Problem statement: Copy exactly the lines from the first line of the records below through the line containing "pub const DEFAULT_PORT: u16 = 5000;", including both, and nothing else.

Record excerpts Start Marker

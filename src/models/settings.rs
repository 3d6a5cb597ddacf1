//! Server settings singleton (`/api/settings`)

use serde::{Deserialize, Serialize};

use crate::errors::{ConsoleError, Result};

/// Port the backend listens on when the settings record has none
pub const DEFAULT_PORT: u16 = 5000;

#[derive(Debug, Clone, PartialEq, Eq, Default, Serialize, Deserialize)]
pub struct Settings {
    #[serde(default)]
    pub port: Option<u16>,
    #[serde(default)]
    pub default_image: String,
    #[serde(default, skip_serializing_if = "Option::is_none")]
    pub shutdown_combo: Option<Vec<String>>,
}

impl Settings {
    pub fn port_or_default(&self) -> u16 {
        self.port.unwrap_or(DEFAULT_PORT)
    }

    /// URL to paste into an OBS browser source
    pub fn obs_url(&self) -> String {
        format!("http://localhost:{}/", self.port_or_default())
    }
}

/// Body of `PUT /api/settings`
#[derive(Debug, Clone, PartialEq, Eq, Serialize)]
pub struct SettingsUpdate {
    pub port: u16,
    pub default_image: String,
}

#[derive(Debug, Clone, Default, Deserialize)]
pub struct SettingsSaveResponse {
    #[serde(default)]
    pub success: bool,
    #[serde(rename = "reloadRequired", default)]
    pub reload_required: bool,
}

#[derive(Debug, Clone, Deserialize)]
pub struct VersionInfo {
    pub version: String,
}

/// Parse a port field; accepts integers in `1..=65535` only
pub fn validate_port(input: &str) -> Result<u16> {
    let invalid = || {
        ConsoleError::Validation("Invalid port. It must be a number between 1 and 65535.".into())
    };
    let value: i64 = input.trim().parse().map_err(|_| invalid())?;
    if !(1..=65535).contains(&value) {
        return Err(invalid());
    }
    u16::try_from(value).map_err(|_| invalid())
}
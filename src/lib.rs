//! Keybrame Console - terminal admin console for the Keybrame overlay server
//!
//! Manages keybindings, the uploaded image library and server settings of a
//! running Keybrame instance over its REST API, and mirrors its real-time
//! Socket.IO channel (pressed keys, update progress, server lifecycle).

pub mod api;
pub mod cli;
pub mod config;
pub mod console;
pub mod errors;
pub mod models;
pub mod realtime;
pub mod utils;

// Re-export commonly used types
pub use errors::*;
pub use models::*;

/// Console version
pub const VERSION: &str = env!("CARGO_PKG_VERSION");

/// Application name
pub const APP_NAME: &str = "keybrame-console";
//! Drag-and-drop reordering of the keybinding list

/// Vertical extent of a rendered row
#[derive(Debug, Clone, Copy, PartialEq)]
pub struct RowBox {
    pub id: i64,
    pub top: f32,
    pub height: f32,
}

impl RowBox {
    pub fn contains(&self, y: f32) -> bool {
        y >= self.top && y < self.top + self.height
    }
}

/// Row the dragged item should be inserted before: among the rows other than
/// the dragged one, the closest whose midpoint lies below the pointer.
/// `None` means append at the end.
pub fn insertion_point(rows: &[RowBox], dragging: i64, y: f32) -> Option<i64> {
    let mut closest: Option<(f32, i64)> = None;
    for row in rows.iter().filter(|row| row.id != dragging) {
        let offset = y - row.top - row.height / 2.0;
        if offset < 0.0 && closest.is_none_or(|(best, _)| offset > best) {
            closest = Some((offset, row.id));
        }
    }
    closest.map(|(_, id)| id)
}

/// Move `dragging` within `order` so it sits before `before` (or last)
pub fn move_before(order: &mut Vec<i64>, dragging: i64, before: Option<i64>) -> bool {
    let Some(from) = order.iter().position(|id| *id == dragging) else {
        return false;
    };
    let original = order.clone();
    order.remove(from);
    match before.and_then(|target| order.iter().position(|id| *id == target)) {
        Some(index) => order.insert(index, dragging),
        None => order.push(dragging),
    }
    *order != original
}

/// In-progress mouse drag
#[derive(Debug, Clone, Copy, PartialEq, Eq)]
pub struct DragState {
    pub dragging: i64,
}

impl DragState {
    pub fn begin(rows: &[RowBox], y: f32) -> Option<Self> {
        rows.iter()
            .find(|row| row.contains(y))
            .map(|row| Self { dragging: row.id })
    }

    /// Reposition the dragged id in `order` for the pointer at `y`
    pub fn hover(&self, rows: &[RowBox], order: &mut Vec<i64>, y: f32) -> bool {
        let before = insertion_point(rows, self.dragging, y);
        move_before(order, self.dragging, before)
    }
}

/// Move the item at `index` by one position; returns its new index
pub fn shift(order: &mut [i64], index: usize, up: bool) -> Option<usize> {
    if index >= order.len() {
        return None;
    }
    let target = if up {
        index.checked_sub(1)?
    } else {
        let next = index + 1;
        if next >= order.len() {
            return None;
        }
        next
    };
    order.swap(index, target);
    Some(target)
}
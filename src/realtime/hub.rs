//! Broadcast hub for typed server events
//!
//! Every consumer owns a [`Subscription`]; dropping it unsubscribes.

use tokio::sync::broadcast::{self, error::RecvError, error::TryRecvError};

use crate::models::ServerEvent;

const HUB_CAPACITY: usize = 256;

#[derive(Debug, Clone)]
pub struct EventHub {
    tx: broadcast::Sender<ServerEvent>,
}

impl Default for EventHub {
    fn default() -> Self {
        Self::new()
    }
}

impl EventHub {
    pub fn new() -> Self {
        let (tx, _) = broadcast::channel(HUB_CAPACITY);
        Self { tx }
    }

    pub fn publish(&self, event: ServerEvent) {
        log::trace!("hub <- {}", event.name());
        // No subscribers is fine
        let _ = self.tx.send(event);
    }

    pub fn subscribe(&self) -> Subscription {
        Subscription {
            rx: self.tx.subscribe(),
        }
    }

    pub fn subscriber_count(&self) -> usize {
        self.tx.receiver_count()
    }
}

#[derive(Debug)]
pub struct Subscription {
    rx: broadcast::Receiver<ServerEvent>,
}

impl Subscription {
    /// Next event; `None` once every publisher is gone
    pub async fn recv(&mut self) -> Option<ServerEvent> {
        loop {
            match self.rx.recv().await {
                Ok(event) => return Some(event),
                Err(RecvError::Lagged(skipped)) => {
                    log::warn!("event subscription lagged, {} events dropped", skipped);
                }
                Err(RecvError::Closed) => return None,
            }
        }
    }

    /// Non-blocking variant used to drain pending events
    pub fn try_recv(&mut self) -> Option<ServerEvent> {
        loop {
            match self.rx.try_recv() {
                Ok(event) => return Some(event),
                Err(TryRecvError::Lagged(skipped)) => {
                    log::warn!("event subscription lagged, {} events dropped", skipped);
                }
                Err(TryRecvError::Empty) | Err(TryRecvError::Closed) => return None,
            }
        }
    }
}
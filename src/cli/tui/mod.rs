//! Terminal User Interface components

pub mod event_loop;
pub mod ui;


use crate::api::Backend;
use crate::console::Console;
use anyhow::Result;

/// Run the Terminal User Interface
pub async fn run_tui<B: Backend>(console: Console<B>) -> Result<()> {
    event_loop::run_tui_event_loop(console).await
}
/// A port change that requires a restart rebases after the fixed wait
#[tokio::test]
async fn test_port_change_restarts_then_redirects() {
    let backend = MemoryBackend::with_errors(MockErrorInjection {
        reload_required: true,
        fail_restart: true,
        ..Default::default()
    });
    let mut console = console(backend).await;
    console.state.settings_form.port_input = "5050".into();

    assert!(console.save_settings(false).await);
    assert_eq!(
        console.backend().calls(),
        vec!["update_settings 5050 assets/idle.png", "reload", "restart"]
    );
    assert!(console.state.redirect_at.is_some());
    assert_eq!(console.state.settings_form.obs_url, "http://localhost:5050/");

    console.tick(Instant::now()).await;
    assert_eq!(console.backend().base_url(), "http://localhost:5000");

    console.tick(Instant::now() + Duration::from_secs(5)).await;
    assert!(console.state.redirect_at.is_none());
    assert_eq!(console.backend().base_url(), "http://localhost:5050");
    assert!(console.backend().calls().contains(&"rebase 5050".to_string()));
}

/// Export then import restores identical settings and keybinding caches
#[tokio::test]
async fn test_export_then_import_round_trip() {
    let dir = TempDir::new().unwrap();
    let path = dir.path().join("keybrame-config.json");
    let backend = MemoryBackend::new();
    let mut scene = keybinding(2, &["shift", "f2"], "scene.png");
    scene.binding_type = BindingType::Hold;
    scene.description = Some("scene".into());
    scene.transition_in = Some(Transition {
        image: "assets/in.gif".into(),
        duration: Some(600),
    });
    backend.seed_keybindings(vec![keybinding(1, &["ctrl", "f1"], "brb.png"), scene]);
    {
        let mut data = backend.data.lock().unwrap();
        data.settings.port = Some(5123);
        data.settings.default_image = "assets/brb.png".into();
    }
    let mut console = console(backend).await;
    let settings_before = console.state.settings.clone();
    let keybindings_before = console.state.keybindings.clone();
    assert_eq!(keybindings_before.len(), 2);

    assert!(console.export_config(&path).await);
    let written = std::fs::read_to_string(&path).unwrap();
    assert!(written.contains("\n  \""), "export should be pretty-printed");

    // diverge the server from the exported snapshot
    {
        let mut data = console.backend().data.lock().unwrap();
        data.keybindings.clear();
        data.settings.port = Some(6000);
        data.settings.default_image = String::new();
    }
    console.load_all().await;
    assert!(console.state.keybindings.is_empty());

    assert!(console.import_config(&path).await);
    assert_eq!(console.state.settings, settings_before);
    assert_eq!(console.state.keybindings, keybindings_before);
    assert_eq!(console.state.settings_form.port_input, "5123");
}

#[tokio::test]
async fn test_import_of_invalid_json_sends_nothing() {
    let dir = TempDir::new().unwrap();
    let path = dir.path().join("broken.json");
    std::fs::write(&path, "{ not json").unwrap();
    let mut console = console(MemoryBackend::new()).await;

    assert!(!console.import_config(&path).await);
    assert!(console.backend().calls().is_empty());
    assert_eq!(latest_toast(&console).unwrap().0, ToastKind::Error);

    assert!(!console.import_config(&dir.path().join("missing.json")).await);
    assert!(console.backend().calls().is_empty());
}

/// A keybinding with no keys is never submitted
#[tokio::test]
async fn test_zero_keys_never_submitted() {
    let mut console = console(MemoryBackend::new()).await;
    console.open_editor(None);
    console.state.editor.as_mut().unwrap().image = "idle.png".into();

    assert!(!console.save_keybinding().await);
    assert!(console.state.editor.is_some());
    assert_eq!(
        latest_toast(&console),
        Some((ToastKind::Error, "Please select at least one key".into()))
    );
    assert!(console.backend().calls().is_empty());
}

#[tokio::test]
async fn test_edit_existing_keybinding_puts_prefixed_paths() {
    let backend = MemoryBackend::new();
    backend.seed_keybindings(vec![keybinding(7, &["ctrl", "f1"], "old.png")]);
    let mut console = console(backend).await;

    console.open_editor(Some(7));
    let form = console.state.editor.as_mut().unwrap();
    assert_eq!(form.image, "old.png");
    form.image = "new.png".into();
    form.transition_in.enabled = true;
    form.transition_in.image = "in.gif".into();
    form.transition_in.duration = "350".into();

    assert!(console.save_keybinding().await);
    assert!(console.state.editor.is_none());
    assert_eq!(
        console.backend().calls(),
        vec!["update_keybinding 7", "reload"]
    );

    let payload = console
        .backend()
        .data
        .lock()
        .unwrap()
        .last_payload
        .clone()
        .unwrap();
    assert_eq!(payload.image, "assets/new.png");
    assert_eq!(
        payload.transition_in,
        Some(Some(Transition {
            image: "assets/in.gif".into(),
            duration: Some(350),
        }))
    );
    assert_eq!(payload.transition_out, Some(None));
    assert_eq!(console.state.keybindings[0].image, "assets/new.png");
}
//! Custom error types for the Keybrame console

use std::fmt;

/// Main error type for console operations
#[derive(Debug)]
pub enum ConsoleError {
    /// Network / transport failures (connection refused, timeouts, ...)
    Transport(String),
    /// Non-2xx response from the backend
    Api { status: u16, message: String },
    /// Local validation rejected the input before any request was made
    Validation(String),
    /// Malformed Engine.IO / Socket.IO frame
    Protocol(String),
    /// Configuration file errors
    Config(String),
    /// System clipboard unavailable or refused the write
    Clipboard(String),
    /// General I/O errors
    Io(std::io::Error),
    /// Serialization errors
    Serialization(String),
}

impl ConsoleError {
    /// Build an API error from a `{error, details?}` body.
    /// `details` wins when present, joined with `", "`.
    pub fn from_api_body(status: u16, body: &str) -> Self {
        let message = serde_json::from_str::<ApiErrorBody>(body)
            .ok()
            .and_then(|parsed| match parsed.details {
                Some(details) if !details.is_empty() => Some(details.join(", ")),
                _ => parsed.error,
            })
            .unwrap_or_else(|| format!("HTTP {}", status));
        ConsoleError::Api { status, message }
    }
}

#[derive(serde::Deserialize)]
struct ApiErrorBody {
    #[serde(default)]
    error: Option<String>,
    #[serde(default)]
    details: Option<Vec<String>>,
}

impl fmt::Display for ConsoleError {
    fn fmt(&self, f: &mut fmt::Formatter<'_>) -> fmt::Result {
        match self {
            ConsoleError::Transport(msg) => write!(f, "{}", msg),
            ConsoleError::Api { message, .. } => write!(f, "{}", message),
            ConsoleError::Validation(msg) => write!(f, "{}", msg),
            ConsoleError::Protocol(msg) => write!(f, "Protocol error: {}", msg),
            ConsoleError::Config(msg) => write!(f, "Configuration error: {}", msg),
            ConsoleError::Clipboard(msg) => write!(f, "Clipboard error: {}", msg),
            ConsoleError::Io(err) => write!(f, "I/O error: {}", err),
            ConsoleError::Serialization(msg) => write!(f, "Serialization error: {}", msg),
        }
    }
}

impl std::error::Error for ConsoleError {
    fn source(&self) -> Option<&(dyn std::error::Error + 'static)> {
        match self {
            ConsoleError::Io(err) => Some(err),
            _ => None,
        }
    }
}

impl From<std::io::Error> for ConsoleError {
    fn from(err: std::io::Error) -> Self {
        ConsoleError::Io(err)
    }
}

impl From<serde_json::Error> for ConsoleError {
    fn from(err: serde_json::Error) -> Self {
        ConsoleError::Serialization(err.to_string())
    }
}

impl From<reqwest::Error> for ConsoleError {
    fn from(err: reqwest::Error) -> Self {
        if err.is_decode() {
            ConsoleError::Serialization(err.to_string())
        } else {
            ConsoleError::Transport(err.to_string())
        }
    }
}

impl From<tokio_tungstenite::tungstenite::Error> for ConsoleError {
    fn from(err: tokio_tungstenite::tungstenite::Error) -> Self {
        ConsoleError::Transport(err.to_string())
    }
}

impl From<toml::de::Error> for ConsoleError {
    fn from(err: toml::de::Error) -> Self {
        ConsoleError::Config(err.to_string())
    }
}

impl From<toml::ser::Error> for ConsoleError {
    fn from(err: toml::ser::Error) -> Self {
        ConsoleError::Config(err.to_string())
    }
}

impl From<url::ParseError> for ConsoleError {
    fn from(err: url::ParseError) -> Self {
        ConsoleError::Config(format!("invalid server URL: {}", err))
    }
}

/// Result type alias for console operations
pub type Result<T> = std::result::Result<T, ConsoleError>;
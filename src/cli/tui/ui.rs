//! TUI rendering logic

use ratatui::{
    Frame,
    layout::{Alignment, Constraint, Direction, Layout, Rect},
    style::{Color, Modifier, Style},
    text::{Line, Span},
    widgets::{Block, Borders, Clear, List, ListItem, ListState, Paragraph, Wrap},
};

use crate::console::{
    ConsoleState, EditorField, KeybindingForm, PickerTarget, RowBox, TransitionFields,
};
use crate::models::{FocusedPane, Overlay, format_key_name, remove_images_prefix};

/// Render the whole console. Returns the screen rows occupied by keybinding
/// entries so mouse drags can be hit-tested against what was drawn.
pub fn ui(f: &mut Frame, state: &ConsoleState, server_url: &str) -> Vec<RowBox> {
    let banner_height = if state.update_banner.is_some() { 1 } else { 0 };
    let main_chunks = Layout::default()
        .direction(Direction::Vertical)
        .constraints([
            Constraint::Length(1),
            Constraint::Length(banner_height),
            Constraint::Length(3),
            Constraint::Min(0),
            Constraint::Length(3),
        ])
        .split(f.area());

    render_header(f, state, server_url, main_chunks[0]);
    render_update_banner(f, state, main_chunks[1]);
    render_pressed_keys(f, state, main_chunks[2]);

    let body = Layout::default()
        .direction(Direction::Horizontal)
        .constraints([Constraint::Percentage(60), Constraint::Percentage(40)])
        .split(main_chunks[3]);
    let right = Layout::default()
        .direction(Direction::Vertical)
        .constraints([Constraint::Min(0), Constraint::Length(7)])
        .split(body[1]);

    let rows = render_keybindings(f, state, body[0]);
    render_images(f, state, right[0]);
    render_settings(f, state, right[1]);
    render_help_bar(f, state, main_chunks[4]);

    if let Some(form) = &state.editor {
        render_editor(f, state, form);
    }
    if state.picker.is_some() {
        render_picker(f, state);
    }
    if state.prompt.is_some() {
        render_prompt(f, state);
    }
    if state.confirm.is_some() {
        render_confirm(f, state);
    }
    if state.show_help {
        render_help(f);
    }
    render_overlay(f, state);
    render_toasts(f, state);

    rows
}

fn focus_style(focused: bool) -> Style {
    if focused {
        Style::default().fg(Color::Yellow)
    } else {
        Style::default().fg(Color::White)
    }
}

Record excerpts End Marker

Exercise answer:
filename src/models/settings.rs
repository 3d6a5cb597ddacf1
//! Server settings singleton (`/api/settings`)

use serde::{Deserialize, Serialize};

use crate::errors::{ConsoleError, Result};

/// Port the backend listens on when the settings record has none
pub const DEFAULT_PORT: u16 = 5000;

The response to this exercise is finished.